Anak kecil ini begitu pandai, sekali dia bicara kenapa sudah mengingatnya dan manggil Evan dengan panggilan papa.
"Itu buka papa, Albanna. Itu om Evan," tukas Fajar.
"Kamu lagi, begitu aja pakai tersedak segala," cibir Fajar.
"Aku hanya kaget, tiba-tiba di panggil papa sama anak manis seperti dia."
"Papa," ucap Albanna lagi.
"Om, sayang." Evan masih berusaha meluruskan panggilan itu.
"Biarkan saja, dia memanggilmu abi kan meskipun dia bukan anakmu. Jadi biarkan dia memanggilku papa," sahut Evan.
"Jangan-jangan kamu yang mengajarinya memanggilmu papa?" selidik Fajar.
"Bagaimana bisa aku mengajarinya?" elak Evan.
"Mana mungkin dia memanggilmu papa kalau tidak ada yang mengajarinya," sanggah Fajar.

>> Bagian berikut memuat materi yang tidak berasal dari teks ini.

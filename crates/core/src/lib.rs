//! Core traits and types for the drug recommendation pipeline
//!
//! This crate provides foundational types used across all other crates:
//! - Documents and the records they are built from
//! - Scored candidates produced per query
//! - Conversation turns kept by session memory
//! - Provider traits (embedding, generation, reranking, memory, cache)
//! - Error types

pub mod candidate;
pub mod conversation;
pub mod document;
pub mod error;
pub mod llm_types;
pub mod traits;

pub use candidate::{sort_by_fused, sort_by_rerank, MatchChannel, ScoredCandidate};
pub use conversation::{query_hash, ConversationTurn, SourceRef};
pub use document::{DiseaseRecord, Document, DocumentKind, DrugRecord, TextField};
pub use error::{Error, Result};
pub use llm_types::{FinishReason, GenerateRequest, GenerateResponse, Message, Role, TokenUsage};

pub use traits::{
    CachedResponse, EmbeddingProvider, LanguageModel, RerankProvider, RerankScore, ResponseCache,
    SessionMemoryStore,
};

"Bisa saja kan, dia saja bisa memanggilmu abi," sahut Evan tak mau kalah.
"Tapi aku yang mengajarinya. Selain itu panggilan papa tidak familiar disini bagaimana bisa dia tiba-tiba memanggilmu papa begitu saja," cecar Fajar.
"Mana kutahu!" sentak Evan dengan nada tinggi.
"Ya ampun bro, begitu saja emosi," kekeh Fajar. Dia sukses mengerjai sahabatnya. "Aku hanya bercanda," lanjutnya.
"Sial," umpat Evan. Tangannya hendak melempar sendok yang ada dalam genggamannya.
"Isshh! jangan mengumpat. Nanti bocah itu ikut-ikutan ih!" sunggut Fajar.
"Maaf kelepasan," sahut Evan lirih.
***
Sejak pertemuan Evan dan Albanna di rumah Fajar, Evan sering bertemu dengan bocah manis itu setiap kali Fajar membawanya. Ditengah kesibukannya mengawasi proyek pembangunan kampus dan masjid dia menyempatkan diri untuk bermain dengan putranya itu. Hingga saat ini dia masih menghindari bertemu dengan Anin dan orang-orang pun belum tahu fakta tentang dirinya dan Albanna.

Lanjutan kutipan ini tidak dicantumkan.